Italy said Monday its month-long lockdown of northern regions responsible for 40 percent of overall production was designed to save the rest of the economy from falling victim to the new coronavirus.
But the Italian Stock Exchange -- propelled by broader declines linked to the oil market's collapse -- took little comfort from the government's quarantine measures.
Stocks finished the day down more than 11 percent and the shares of Italy's Unicredit banking giant lost more than 13 percent.
"We are really in the context of a macroeconomic downturn, which obviously impacts the banks," said Allianz GI's European investments director Vincent Marionil.
The epidemic has now wiped out a huge chunk of the 28 percent gain the Milan exchange built up last year.
- 'Darkest hour' -
Italian leaders had been watching in anguish as COVID-19 kept killing dozens of people daily in areas around the tourist hotspot Venice and the financial capital Milan.
The toll shot up by 97 on Monday to 463 -- the most outside China itself.
The government had by then decided to ring-fence more than 15 million people who live in the industrial heartland of Lombardy and surrounding areas until April 3.
Italy's economy and finance ministry openly conceded Monday that an effective quarantine of the northern quarter of the population would deliver a short-term shock.
But it also argued that this was the bitter pill Italy had to swallow for its economy to survive.
"A temporary downturn in some sectors or areas of the country is preferable to a longer crisis that could spread to the whole economy via demand and supply effects," the ministry said a statement.
Italian Prime Minister Giuseppe Conte gloomily cited the wartime fireside chats of Britain's Winston Churchill as evidence that great nations persevere when the going gets tough.
"These days, I have been thinking about the old speeches of Churchill -- it is our darkest hour but we will make it," Conte told La Repubblica newspaper.
- Tourist trap -
Italy is preparing a 7.5-billion-euro ($8.6-billion) package aimed at helping out the devastated tourism industry and other sectors especially hard-hit by disruptions in global supply chains.
"Support measures will be adequate to the difficult circumstances and aimed at preventing lasting damage to the supply side of the Italian economy and permanent employment losses," the economy and finance ministry said.
Yet some analysts doubt that cash injections can help an economy suffering from the consequences of a global epidemic.
"The world is facing a medical emergency that monetary and fiscal policy cannot fix," Berenberg Bank economist Holger Schmieding wrote.
Schmieding also questioned whether the Italian lockdown -- seemingly less restrictive and less punitively enforced than the one China imposed on Wuhan -- would actually work.

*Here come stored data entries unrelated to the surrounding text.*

// SPDX-License-Identifier: BUSL-1.1
// Copyright (c) 2026 Alfred Jean LLC

//! Entry point tying a KV store and session service to locks and semaphores

use crate::lock::Lock;
use crate::semaphore::Semaphore;
use crate::CoordinationError;
use kvlock_adapters::{KvStore, SessionService};
use kvlock_core::{LockOptions, SemaphoreOptions};
use std::future::Future;
use tokio_util::sync::CancellationToken;

/// Creates locks and semaphores that share one store and session service
#[derive(Clone)]
pub struct Coordinator<K, S> {
    kv: K,
    sessions: S,
}

impl<C: KvStore + SessionService> Coordinator<C, C> {
    /// Use one client for both the KV store and sessions
    pub fn with_client(client: C) -> Self {
        Self::new(client.clone(), client)
    }
}

impl<K: KvStore, S: SessionService> Coordinator<K, S> {
    pub fn new(kv: K, sessions: S) -> Self {
        Self { kv, sessions }
    }

    pub fn kv(&self) -> &K {
        &self.kv
    }

    pub fn sessions(&self) -> &S {
        &self.sessions
    }

    /// A lock on `key` with default options
    pub fn lock(&self, key: impl Into<String>) -> Result<Lock<K, S>, CoordinationError> {
        self.lock_with(LockOptions::new(key))
    }

    pub fn lock_with(&self, opts: LockOptions) -> Result<Lock<K, S>, CoordinationError> {
        Lock::new(self.kv.clone(), self.sessions.clone(), opts)
    }

    /// A semaphore under `prefix` with default options
    pub fn semaphore(
        &self,
        prefix: impl Into<String>,
        limit: u32,
    ) -> Result<Semaphore<K, S>, CoordinationError> {
        self.semaphore_with(SemaphoreOptions::new(prefix, limit))
    }

    pub fn semaphore_with(
        &self,
        opts: SemaphoreOptions,
    ) -> Result<Semaphore<K, S>, CoordinationError> {
        Semaphore::new(self.kv.clone(), self.sessions.clone(), opts)
    }

    /// Create and acquire a lock, returning it with its loss signal
    pub async fn acquire_lock(
        &self,
        opts: LockOptions,
        cancel: &CancellationToken,
    ) -> Result<(Lock<K, S>, CancellationToken), CoordinationError> {
        let lock = self.lock_with(opts)?;
        let lost = lock.acquire(cancel).await?;
        Ok((lock, lost))
    }

    /// Create and acquire a semaphore slot, returning it with its loss signal
    pub async fn acquire_semaphore(
        &self,
        opts: SemaphoreOptions,
        cancel: &CancellationToken,
    ) -> Result<(Semaphore<K, S>, CancellationToken), CoordinationError> {
        let semaphore = self.semaphore_with(opts)?;
        let lost = semaphore.acquire(cancel).await?;
        Ok((semaphore, lost))
    }

    /// Run `action` while holding a lock
    ///
    /// The action receives the loss signal. The lock is released afterwards;
    /// if it was lost in the meantime the release fails with
    /// [`CoordinationError::NotHeld`] and the action's result is discarded.
    pub async fn execute_locked<F, Fut, T>(
        &self,
        opts: LockOptions,
        cancel: &CancellationToken,
        action: F,
    ) -> Result<T, CoordinationError>
    where
        F: FnOnce(CancellationToken) -> Fut,
        Fut: Future<Output = T>,
    {
        let (lock, lost) = self.acquire_lock(opts, cancel).await?;
        let output = action(lost).await;
        lock.release().await?;
        Ok(output)
    }

    /// Run `action` while holding a semaphore slot
    pub async fn execute_in_semaphore<F, Fut, T>(
        &self,
        opts: SemaphoreOptions,
        cancel: &CancellationToken,
        action: F,
    ) -> Result<T, CoordinationError>
    where
        F: FnOnce(CancellationToken) -> Fut,
        Fut: Future<Output = T>,
    {
        let (semaphore, lost) = self.acquire_semaphore(opts, cancel).await?;
        let output = action(lost).await;
        semaphore.release().await?;
        Ok(output)
    }
}

#[cfg(test)]
#[path = "coordinator_tests.rs"]
mod tests;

"With luck, the Italian response can at least help to slow down the advance of the virus," said Schmieding.
"However, beyond the direct impact on activity, the Italian measures... are likely to weigh significantly further on confidence near-term."
Berenberg revised down its second quarter forecast for Italy to a decline of 1.0 percent of gross domestic product (GDP).

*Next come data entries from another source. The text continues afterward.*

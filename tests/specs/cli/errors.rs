//! Argument and connection error specs

use crate::prelude::*;

#[test]
fn lock_requires_a_command() {
    kvlock()
        .args(&["lock", "jobs"])
        .exits(2)
        .stderr_has("required");
}

#[test]
fn lock_rejects_zero_limit() {
    kvlock()
        .args(&["lock", "--limit", "0", "jobs", "true"])
        .exits(2)
        .stderr_has("--limit");
}

#[test]
fn lock_rejects_bad_duration() {
    kvlock()
        .args(&["lock", "--try", "soon", "jobs", "true"])
        .exits(2)
        .stderr_has("--try");
}

#[test]
fn unknown_command_fails() {
    kvlock().args(&["unlock", "jobs"]).exits(2);
}

#[test]
fn lock_against_unreachable_service_fails() {
    kvlock()
        .args(&["lock", "--address", UNREACHABLE_ADDRESS, "jobs", "true"])
        .fails()
        .stderr_has("error: Failed to acquire lock 'jobs'")
        .stderr_has("--address");
}

#[test]
fn address_from_environment_is_used() {
    kvlock()
        .env("KVLOCK_HTTP_ADDR", UNREACHABLE_ADDRESS)
        .args(&["lock", "-n", "2", "jobs", "true"])
        .fails()
        .stderr_has("error: Failed to acquire semaphore 'jobs'");
}

#[test]
fn destroy_against_unreachable_service_fails() {
    kvlock()
        .args(&["destroy", "--address", UNREACHABLE_ADDRESS, "jobs"])
        .fails()
        .stderr_has("error: Failed to destroy lock 'jobs'");
}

The economy and finance ministry admitted that its measures will "particularly impact sectors tied to transport, lodging, food and drink, entertainment and social life".
The government is shutting down bars and museums nationwide in an effort to limit crowds.

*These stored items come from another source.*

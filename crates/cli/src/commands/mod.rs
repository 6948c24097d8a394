// SPDX-License-Identifier: BUSL-1.1
// Copyright (c) 2026 Alfred Jean LLC

//! CLI command implementations

pub mod destroy;
pub mod lock;
// SPDX-License-Identifier: BUSL-1.1
// Copyright (c) 2026 Alfred Jean LLC

// Allow panic!/unwrap/expect in test code
#![cfg_attr(test, allow(clippy::panic))]
#![cfg_attr(test, allow(clippy::unwrap_used))]
#![cfg_attr(test, allow(clippy::expect_used))]

//! kvlock - hold a distributed lock or semaphore slot while a command runs

mod commands;
mod completions;
mod error;
mod primitive;

use anyhow::Result;
use clap::{ArgAction, Parser, Subcommand};
use commands::{destroy, lock};
use completions::CompletionsArgs;
use kvlock_adapters::consul::{ADDRESS_ENV, DATACENTER_ENV, TOKEN_ENV};
use kvlock_adapters::{ConsulClient, ConsulConfig, TracedKvStore, TracedSessionService};
use kvlock_engine::Coordinator;
use std::process::ExitCode;

use crate::error::CliError;

/// Environment variable holding the log filter
const LOG_ENV: &str = "KVLOCK_LOG";

#[derive(Parser)]
#[command(
    name = "kvlock",
    version,
    about = "Distributed locks and semaphores over a Consul-compatible KV store"
)]
struct Cli {
    #[command(flatten)]
    connection: ConnectionArgs,

    /// Log more (repeat for more detail)
    #[arg(short, long, global = true, action = ArgAction::Count)]
    verbose: u8,

    #[command(subcommand)]
    command: Commands,
}

#[derive(clap::Args)]
struct ConnectionArgs {
    /// Address of the coordination service (host:port or URL)
    #[arg(long, global = true, env = ADDRESS_ENV)]
    address: Option<String>,

    /// ACL token sent with every request
    #[arg(long, global = true, env = TOKEN_ENV, hide_env_values = true)]
    token: Option<String>,

    /// Datacenter to target
    #[arg(long, global = true, env = DATACENTER_ENV)]
    datacenter: Option<String>,
}

impl ConnectionArgs {
    fn config(&self) -> ConsulConfig {
        let mut config = ConsulConfig::from_env();
        if let Some(address) = &self.address {
            config = config.with_address(address);
        }
        if let Some(token) = &self.token {
            config = config.with_token(token);
        }
        if let Some(datacenter) = &self.datacenter {
            config = config.with_datacenter(datacenter);
        }
        config
    }
}

#[derive(Subcommand)]
enum Commands {
    /// Run a command while holding a lock (or a semaphore slot with --limit)
    Lock(lock::LockArgs),
    /// Remove a lock or semaphore nobody holds
    Destroy(destroy::DestroyArgs),
    /// Generate shell completions
    Completions(CompletionsArgs),
}

type ConsulCoordinator =
    Coordinator<TracedKvStore<ConsulClient>, TracedSessionService<ConsulClient>>;

fn coordinator(connection: &ConnectionArgs) -> ConsulCoordinator {
    let config = connection.config();
    tracing::debug!(address = %config.base_url(), "using coordination service");
    let client = ConsulClient::new(config);
    Coordinator::new(
        TracedKvStore::new(client.clone()),
        TracedSessionService::new(client),
    )
}

fn setup_logging(verbose: u8) {
    use tracing_subscriber::{fmt, prelude::*, EnvFilter};

    let default = match verbose {
        0 => "warn",
        1 => "info",
        _ => "debug",
    };
    let filter = EnvFilter::try_from_env(LOG_ENV).unwrap_or_else(|_| EnvFilter::new(default));

    tracing_subscriber::registry()
        .with(filter)
        .with(fmt::layer().with_writer(std::io::stderr))
        .init();
}

async fn run(cli: Cli) -> Result<ExitCode> {
    match cli.command {
        Commands::Completions(args) => {
            completions::generate_completions::<Cli>(args.shell);
            Ok(ExitCode::SUCCESS)
        }
        Commands::Lock(args) => lock::handle(args, coordinator(&cli.connection)).await,
        Commands::Destroy(args) => {
            destroy::handle(args, coordinator(&cli.connection)).await?;
            Ok(ExitCode::SUCCESS)
        }
    }
}

#[tokio::main]
async fn main() -> ExitCode {
    let cli = Cli::parse();
    setup_logging(cli.verbose);

    match run(cli).await {
        Ok(code) => code,
        Err(e) => {
            match e.downcast_ref::<CliError>() {
                Some(err) => eprint!("{}", err),
                None => eprintln!("error: {:#}", e),
            }
            ExitCode::FAILURE
        }
    }
}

Everything from the Colosseum and Vatican Museums to Mount Vesuvius near Naples are closed for the coming four weeks.
The government expanded that list to include ski resorts in the Italian Alps on Monday.
The tourism sector's 13 percent contribution to Italy's GDP is expected to shrivel.
But the economic and finance ministry looked for the silver lining in its efforts to talk the market off the ledge.
"It should be emphasised that the core sectors of the economy and the public administration will remain open for business," it stressed.